Segment Start: DATA TO USE
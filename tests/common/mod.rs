// SPDX-License-Identifier: MIT
// Copyright 2026 Roland Dreier <roland@rolandd.dev>

use futures_util::future::BoxFuture;
use jsonwebtoken::{encode, EncodingKey, Header};
use reqwest::header::{AUTHORIZATION, CONTENT_TYPE};
use reqwest::Method;
use serde::Serialize;
use serde_json::{json, Value};
use session_core::config::Config;
use session_core::db::SessionStore;
use session_core::models::{Session, UserRecord};
use session_core::services::SessionObserver;
use session_core::time_utils;
use session_core::transport::{HttpRequest, HttpResponse, RequestBody, Transport, TransportError};
use session_core::SessionClient;
use std::collections::{HashMap, VecDeque};
use std::sync::atomic::{AtomicUsize, Ordering};
use std::sync::{Arc, Mutex};
use std::time::Duration;

pub const BASE_URL: &str = "http://localhost:5000/api";

/// Scripted outcome for one call.
#[derive(Debug, Clone)]
#[allow(dead_code)]
pub enum Reply {
    Status(u16, Value),
    Timeout,
    Refused,
}

#[allow(dead_code)]
impl Reply {
    pub fn ok(body: Value) -> Self {
        Reply::Status(200, body)
    }

    fn into_result(self) -> Result<HttpResponse, TransportError> {
        match self {
            Reply::Status(status, body) => Ok(HttpResponse::new(status, body)),
            Reply::Timeout => Err(TransportError::Timeout),
            Reply::Refused => Err(TransportError::Connect("connection refused".to_string())),
        }
    }
}

/// One request seen by the mock.
#[derive(Debug, Clone)]
#[allow(dead_code)]
pub struct Recorded {
    pub method: Method,
    pub path: String,
    pub authorization: Option<String>,
    pub content_type: Option<String>,
    pub body: RequestBody,
    pub timeout: Option<Duration>,
}

type Handler = Box<dyn Fn(&HttpRequest) -> Reply + Send + Sync>;
type RouteKey = (Method, String);

/// Transport that answers from per-route scripts.
///
/// Queued replies are consumed in order and the last one repeats. Routes
/// with a handler compute the reply from the request. Unscripted routes
/// answer 404, except the health path which answers 200.
#[derive(Default)]
pub struct MockTransport {
    queued: Mutex<HashMap<RouteKey, VecDeque<Reply>>>,
    handlers: Mutex<HashMap<RouteKey, Handler>>,
    calls: Mutex<Vec<Recorded>>,
    latency: Mutex<Option<Duration>>,
}

#[allow(dead_code)]
impl MockTransport {
    pub fn new() -> Arc<Self> {
        Arc::new(Self::default())
    }

    /// Queue replies for `method path`.
    pub fn script(&self, method: Method, path: &str, replies: Vec<Reply>) {
        self.queued
            .lock()
            .unwrap()
            .entry((method, path.to_string()))
            .or_default()
            .extend(replies);
    }

    pub fn on(&self, method: Method, path: &str, reply: Reply) {
        self.script(method, path, vec![reply]);
    }

    /// Compute replies for `method path` from the request.
    pub fn handle<F>(&self, method: Method, path: &str, handler: F)
    where
        F: Fn(&HttpRequest) -> Reply + Send + Sync + 'static,
    {
        self.handlers
            .lock()
            .unwrap()
            .insert((method, path.to_string()), Box::new(handler));
    }

    /// Delay every response by `latency`.
    pub fn set_latency(&self, latency: Duration) {
        *self.latency.lock().unwrap() = Some(latency);
    }

    pub fn calls(&self) -> Vec<Recorded> {
        self.calls.lock().unwrap().clone()
    }

    pub fn count(&self, method: Method, path: &str) -> usize {
        self.calls
            .lock()
            .unwrap()
            .iter()
            .filter(|c| c.method == method && c.path == path)
            .count()
    }

    /// Paths requested, excluding health probes.
    pub fn paths(&self) -> Vec<String> {
        self.calls
            .lock()
            .unwrap()
            .iter()
            .filter(|c| c.path != "/health")
            .map(|c| c.path.clone())
            .collect()
    }

    fn reply_for(&self, request: &HttpRequest, key: &RouteKey) -> Reply {
        if let Some(queue) = self.queued.lock().unwrap().get_mut(key) {
            if queue.len() > 1 {
                return queue.pop_front().unwrap();
            }
            if let Some(last) = queue.front() {
                return last.clone();
            }
        }
        if let Some(handler) = self.handlers.lock().unwrap().get(key) {
            return handler(request);
        }
        if key.1 == "/health" {
            return Reply::ok(json!({ "status": "ok" }));
        }
        Reply::Status(404, json!({ "message": "Not found" }))
    }
}

impl Transport for MockTransport {
    fn send(&self, request: HttpRequest) -> BoxFuture<'_, Result<HttpResponse, TransportError>> {
        Box::pin(async move {
            let path = request
                .url
                .strip_prefix(BASE_URL)
                .unwrap_or(&request.url)
                .to_string();
            let key = (request.method.clone(), path.clone());

            self.calls.lock().unwrap().push(Recorded {
                method: request.method.clone(),
                path,
                authorization: request
                    .headers
                    .get(AUTHORIZATION)
                    .and_then(|v| v.to_str().ok())
                    .map(str::to_string),
                content_type: request
                    .headers
                    .get(CONTENT_TYPE)
                    .and_then(|v| v.to_str().ok())
                    .map(str::to_string),
                body: request.body.clone(),
                timeout: request.timeout,
            });

            let latency = *self.latency.lock().unwrap();
            if let Some(latency) = latency {
                tokio::time::sleep(latency).await;
            }

            self.reply_for(&request, &key).into_result()
        })
    }
}

#[derive(Serialize)]
struct TestClaims {
    sub: String,
    iat: i64,
    exp: i64,
}

#[allow(dead_code)]
pub fn now_secs() -> i64 {
    time_utils::now_millis() / 1000
}

/// Sign a token issued now and expiring `lifetime_secs` from now.
#[allow(dead_code)]
pub fn mint_token(lifetime_secs: i64) -> String {
    mint_token_at(now_secs(), now_secs() + lifetime_secs)
}

/// Sign a token with explicit `iat`/`exp` (seconds since the epoch).
#[allow(dead_code)]
pub fn mint_token_at(iat: i64, exp: i64) -> String {
    let claims = TestClaims {
        sub: "user-1".to_string(),
        iat,
        exp,
    };
    encode(
        &Header::default(),
        &claims,
        &EncodingKey::from_secret(b"test-signing-key"),
    )
    .expect("Failed to sign test token")
}

#[allow(dead_code)]
pub fn test_user() -> UserRecord {
    UserRecord::from_value(json!({
        "id": "user-1",
        "username": "alice",
        "email": "alice@example.com",
    }))
    .unwrap()
}

/// Client over the mock transport with an in-memory store.
#[allow(dead_code)]
pub fn test_client(transport: Arc<MockTransport>) -> SessionClient {
    SessionClient::new(Config::default(), transport, SessionStore::new_memory())
}

/// Client already signed in with `token`.
#[allow(dead_code)]
pub async fn signed_in_client(transport: Arc<MockTransport>, token: &str) -> SessionClient {
    let client = test_client(transport);
    client
        .session
        .install(Session::authenticated(Some(test_user()), token.to_string()))
        .await
        .unwrap();
    client
}

/// Observer that counts notifications.
#[derive(Default)]
#[allow(dead_code)]
pub struct CountingObserver {
    pub reconnects: AtomicUsize,
    pub ended: AtomicUsize,
}

#[allow(dead_code)]
impl CountingObserver {
    pub fn attach(client: &SessionClient) -> Arc<Self> {
        let observer = Arc::new(Self::default());
        client.observers.register(observer.clone());
        observer
    }

    pub fn reconnects(&self) -> usize {
        self.reconnects.load(Ordering::SeqCst)
    }

    pub fn ended(&self) -> usize {
        self.ended.load(Ordering::SeqCst)
    }
}

impl SessionObserver for CountingObserver {
    fn reconnect_with_token(&self, _token: &str) {
        self.reconnects.fetch_add(1, Ordering::SeqCst);
    }

    fn session_ended(&self) {
        self.ended.fetch_add(1, Ordering::SeqCst);
    }
}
Segment End: DATA TO USE
▶ _WHAT IS BEING ASKED_
Please print all of the material again with no alteration.

▶ _TASK ANSWER_
filename tests/common/mod.rs
// SPDX-License-Identifier: MIT
// Copyright 2026 Roland Dreier <roland@rolandd.dev>

use futures_util::future::BoxFuture;
use jsonwebtoken::{encode, EncodingKey, Header};
use reqwest::header::{AUTHORIZATION, CONTENT_TYPE};
use reqwest::Method;
use serde::Serialize;
use serde_json::{json, Value};
use session_core::config::Config;
use session_core::db::SessionStore;
use session_core::models::{Session, UserRecord};
use session_core::services::SessionObserver;
use session_core::time_utils;
use session_core::transport::{HttpRequest, HttpResponse, RequestBody, Transport, TransportError};
use session_core::SessionClient;
use std::collections::{HashMap, VecDeque};
use std::sync::atomic::{AtomicUsize, Ordering};
use std::sync::{Arc, Mutex};
use std::time::Duration;

pub const BASE_URL: &str = "http://localhost:5000/api";

/// Scripted outcome for one call.
#[derive(Debug, Clone)]
#[allow(dead_code)]
pub enum Reply {
    Status(u16, Value),
    Timeout,
    Refused,
}

#[allow(dead_code)]
impl Reply {
    pub fn ok(body: Value) -> Self {
        Reply::Status(200, body)
    }

    fn into_result(self) -> Result<HttpResponse, TransportError> {
        match self {
            Reply::Status(status, body) => Ok(HttpResponse::new(status, body)),
            Reply::Timeout => Err(TransportError::Timeout),
            Reply::Refused => Err(TransportError::Connect("connection refused".to_string())),
        }
    }
}

/// One request seen by the mock.
#[derive(Debug, Clone)]
#[allow(dead_code)]
pub struct Recorded {
    pub method: Method,
    pub path: String,
    pub authorization: Option<String>,
    pub content_type: Option<String>,
    pub body: RequestBody,
    pub timeout: Option<Duration>,
}

type Handler = Box<dyn Fn(&HttpRequest) -> Reply + Send + Sync>;
type RouteKey = (Method, String);

/// Transport that answers from per-route scripts.
///
/// Queued replies are consumed in order and the last one repeats. Routes
/// with a handler compute the reply from the request. Unscripted routes
/// answer 404, except the health path which answers 200.
#[derive(Default)]
pub struct MockTransport {
    queued: Mutex<HashMap<RouteKey, VecDeque<Reply>>>,
    handlers: Mutex<HashMap<RouteKey, Handler>>,
    calls: Mutex<Vec<Recorded>>,
    latency: Mutex<Option<Duration>>,
}

#[allow(dead_code)]
impl MockTransport {
    pub fn new() -> Arc<Self> {
        Arc::new(Self::default())
    }

    /// Queue replies for `method path`.
    pub fn script(&self, method: Method, path: &str, replies: Vec<Reply>) {
        self.queued
            .lock()
            .unwrap()
            .entry((method, path.to_string()))
            .or_default()
            .extend(replies);
    }

    pub fn on(&self, method: Method, path: &str, reply: Reply) {
        self.script(method, path, vec![reply]);
    }

    /// Compute replies for `method path` from the request.
    pub fn handle<F>(&self, method: Method, path: &str, handler: F)
    where
        F: Fn(&HttpRequest) -> Reply + Send + Sync + 'static,
    {
        self.handlers
            .lock()
            .unwrap()
            .insert((method, path.to_string()), Box::new(handler));
    }

    /// Delay every response by `latency`.
    pub fn set_latency(&self, latency: Duration) {
        *self.latency.lock().unwrap() = Some(latency);
    }

    pub fn calls(&self) -> Vec<Recorded> {
        self.calls.lock().unwrap().clone()
    }

    pub fn count(&self, method: Method, path: &str) -> usize {
        self.calls
            .lock()
            .unwrap()
            .iter()
            .filter(|c| c.method == method && c.path == path)
            .count()
    }

    /// Paths requested, excluding health probes.
    pub fn paths(&self) -> Vec<String> {
        self.calls
            .lock()
            .unwrap()
            .iter()
            .filter(|c| c.path != "/health")
            .map(|c| c.path.clone())
            .collect()
    }

    fn reply_for(&self, request: &HttpRequest, key: &RouteKey) -> Reply {
        if let Some(queue) = self.queued.lock().unwrap().get_mut(key) {
            if queue.len() > 1 {
                return queue.pop_front().unwrap();
            }
            if let Some(last) = queue.front() {
                return last.clone();
            }
        }
        if let Some(handler) = self.handlers.lock().unwrap().get(key) {
            return handler(request);
        }
        if key.1 == "/health" {
            return Reply::ok(json!({ "status": "ok" }));
        }
        Reply::Status(404, json!({ "message": "Not found" }))
    }
}

impl Transport for MockTransport {
    fn send(&self, request: HttpRequest) -> BoxFuture<'_, Result<HttpResponse, TransportError>> {
        Box::pin(async move {
            let path = request
                .url
                .strip_prefix(BASE_URL)
                .unwrap_or(&request.url)
                .to_string();
            let key = (request.method.clone(), path.clone());

            self.calls.lock().unwrap().push(Recorded {
                method: request.method.clone(),
                path,
                authorization: request
                    .headers
                    .get(AUTHORIZATION)
                    .and_then(|v| v.to_str().ok())
                    .map(str::to_string),
                content_type: request
                    .headers
                    .get(CONTENT_TYPE)
                    .and_then(|v| v.to_str().ok())
                    .map(str::to_string),
                body: request.body.clone(),
                timeout: request.timeout,
            });

            let latency = *self.latency.lock().unwrap();
            if let Some(latency) = latency {
                tokio::time::sleep(latency).await;
            }

            self.reply_for(&request, &key).into_result()
        })
    }
}

#[derive(Serialize)]
struct TestClaims {
    sub: String,
    iat: i64,
    exp: i64,
}

#[allow(dead_code)]
pub fn now_secs() -> i64 {
    time_utils::now_millis() / 1000
}

/// Sign a token issued now and expiring `lifetime_secs` from now.
#[allow(dead_code)]
pub fn mint_token(lifetime_secs: i64) -> String {
    mint_token_at(now_secs(), now_secs() + lifetime_secs)
}

/// Sign a token with explicit `iat`/`exp` (seconds since the epoch).
#[allow(dead_code)]
pub fn mint_token_at(iat: i64, exp: i64) -> String {
    let claims = TestClaims {
        sub: "user-1".to_string(),
        iat,
        exp,
    };
    encode(
        &Header::default(),
        &claims,
        &EncodingKey::from_secret(b"test-signing-key"),
    )
    .expect("Failed to sign test token")
}

#[allow(dead_code)]
pub fn test_user() -> UserRecord {
    UserRecord::from_value(json!({
        "id": "user-1",
        "username": "alice",
        "email": "alice@example.com",
    }))
    .unwrap()
}

/// Client over the mock transport with an in-memory store.
#[allow(dead_code)]
pub fn test_client(transport: Arc<MockTransport>) -> SessionClient {
    SessionClient::new(Config::default(), transport, SessionStore::new_memory())
}

/// Client already signed in with `token`.
#[allow(dead_code)]
pub async fn signed_in_client(transport: Arc<MockTransport>, token: &str) -> SessionClient {
    let client = test_client(transport);
    client
        .session
        .install(Session::authenticated(Some(test_user()), token.to_string()))
        .await
        .unwrap();
    client
}

/// Observer that counts notifications.
#[derive(Default)]
#[allow(dead_code)]
pub struct CountingObserver {
    pub reconnects: AtomicUsize,
    pub ended: AtomicUsize,
}

#[allow(dead_code)]
impl CountingObserver {
    pub fn attach(client: &SessionClient) -> Arc<Self> {
        let observer = Arc::new(Self::default());
        client.observers.register(observer.clone());
        observer
    }

    pub fn reconnects(&self) -> usize {
        self.reconnects.load(Ordering::SeqCst)
    }

    pub fn ended(&self) -> usize {
        self.ended.load(Ordering::SeqCst)
    }
}

impl SessionObserver for CountingObserver {
    fn reconnect_with_token(&self, _token: &str) {
        self.reconnects.fetch_add(1, Ordering::SeqCst);
    }

    fn session_ended(&self) {
        self.ended.fetch_add(1, Ordering::SeqCst);
    }
}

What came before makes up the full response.